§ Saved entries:
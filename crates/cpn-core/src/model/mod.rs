//! Modelos neutrales del binding: roles/stages, URIs, descriptores de
//! artifact, predicados de activación y registros de linaje por artifact.

pub mod activation;
pub mod artifact;
pub mod record;
pub mod role;
pub mod uri;

pub use activation::Activation;
pub use artifact::{ArtifactCategory, ArtifactDescriptor, Cardinality, Direction};
pub use record::{lock_record, ArtifactMetadata, ArtifactRecord, SharedRecord, SourceStamp, WriteProvenance};
pub use role::{Role, Stage};
pub use uri::Uri;
//! Ejecución de un task catalogado de punta a punta.

use std::fs;
use std::path::{Path, PathBuf};

use cpn_adapters::{default_registry, find, ComponentError, RunContext};
use cpn_core::{ArtifactRegistry, BindError, Binder, LineageRecord, TaskConfig};
use log::info;
use thiserror::Error;

use crate::config::Settings;

#[derive(Debug, Error)]
pub enum RunnerError {
    #[error(transparent)]
    Bind(#[from] BindError),
    #[error(transparent)]
    Component(#[from] ComponentError),
    #[error("unknown component `{0}`")]
    UnknownComponent(String),
    #[error("task arguments were already taken")]
    ArgumentsTaken,
    #[error("io error: {0}")]
    Io(#[from] std::io::Error),
    #[error("invalid json: {0}")]
    Json(#[from] serde_json::Error),
}

#[derive(Debug, Clone)]
pub struct TaskRunner {
    registry: ArtifactRegistry,
    strict_config: bool,
}

impl TaskRunner {
    pub fn new(registry: ArtifactRegistry) -> Self {
        Self { registry,
               strict_config: false }
    }

    /// Registro por defecto con `file://` bajo `storage_root`.
    pub fn from_settings(settings: &Settings) -> Self {
        Self::new(default_registry(&settings.storage_root)).strict_config(settings.strict_config)
    }

    pub fn strict_config(mut self, strict: bool) -> Self {
        self.strict_config = strict;
        self
    }

    pub fn load_config(path: &Path) -> Result<TaskConfig, RunnerError> {
        let raw = fs::read_to_string(path)?;
        Ok(TaskConfig::from_json_str(&raw)?)
    }

    /// Liga y ejecuta el componente nombrado en `config`; devuelve el linaje.
    pub fn run(&self, config: &TaskConfig) -> Result<LineageRecord, RunnerError> {
        let component = find(&config.component).ok_or_else(|| RunnerError::UnknownComponent(config.component.clone()))?;
        let descriptor = component.descriptor()?;
        info!("task {}: binding `{}` as {} ({})",
              config.task_id,
              config.component,
              config.role,
              config.stage);

        let mut io = Binder::new(&descriptor, &self.registry).strict_config(self.strict_config)
                                                             .bind(config)?;
        let args = io.take_arguments().ok_or(RunnerError::ArgumentsTaken)?;
        let ctx = RunContext { task_id: config.task_id.clone(),
                               stage: config.stage,
                               role: config.role };
        component.run(&ctx, args)?;

        let lineage = io.dump();
        info!("task {}: finished, lineage fingerprint {}", config.task_id, lineage.fingerprint()?);
        Ok(lineage)
    }
}

/// Destino del linaje: `--lineage` explícito, si no
/// `<lineage_dir>/<task_id>.lineage.json`, si no ninguno (se imprime).
pub fn lineage_path(explicit: Option<PathBuf>, settings: &Settings, task_id: &str) -> Option<PathBuf> {
    explicit.or_else(|| {
                settings.lineage_dir
                        .as_ref()
                        .map(|dir| dir.join(format!("{task_id}.lineage.json")))
            })
}
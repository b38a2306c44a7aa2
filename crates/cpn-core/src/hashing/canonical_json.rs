//! JSON canónico: claves de objetos ordenadas, sin espacios.
//!
//! Dos `Value` iguales salvo por el orden de inserción de sus claves producen
//! exactamente la misma cadena, así que su hash es estable.

use serde_json::Value;

pub fn to_canonical_json(value: &Value) -> String {
    let mut out = String::new();
    write_canonical(value, &mut out);
    out
}

fn write_canonical(value: &Value, out: &mut String) {
    match value {
        Value::Array(items) => {
            out.push('[');
            for (i, item) in items.iter().enumerate() {
                if i > 0 {
                    out.push(',');
                }
                write_canonical(item, out);
            }
            out.push(']');
        }
        Value::Object(map) => {
            let mut keys: Vec<&String> = map.keys().collect();
            keys.sort();
            out.push('{');
            for (i, key) in keys.into_iter().enumerate() {
                if i > 0 {
                    out.push(',');
                }
                // Display de Value::String ya escapa como JSON
                out.push_str(&Value::String(key.clone()).to_string());
                out.push(':');
                write_canonical(&map[key], out);
            }
            out.push('}');
        }
        scalar => out.push_str(&scalar.to_string()),
    }
}

#[cfg(test)]
mod tests {
    use super::*;
    use serde_json::json;

    #[test]
    fn object_keys_are_sorted_recursively() {
        let v = json!({"b": {"y": 1, "x": [3, {"k": null, "a": true}]}, "a": "s"});
        assert_eq!(to_canonical_json(&v), r#"{"a":"s","b":{"x":[3,{"a":true,"k":null}],"y":1}}"#);
    }

    #[test]
    fn strings_are_escaped() {
        let v = json!({"q\"uote": "line\nbreak"});
        assert_eq!(to_canonical_json(&v), r#"{"q\"uote":"line\nbreak"}"#);
    }
}
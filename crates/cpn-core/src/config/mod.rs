//! Configuración runtime de una ejecución: apply specs y `TaskConfig`.

mod apply_spec;
mod task;

pub use apply_spec::{ArtifactApply, ArtifactApplySpec};
pub use task::TaskConfig;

§ TASK: Answer with the number alone: how many lines in the records include the word "null"?

§ TASK RESPONSE: 2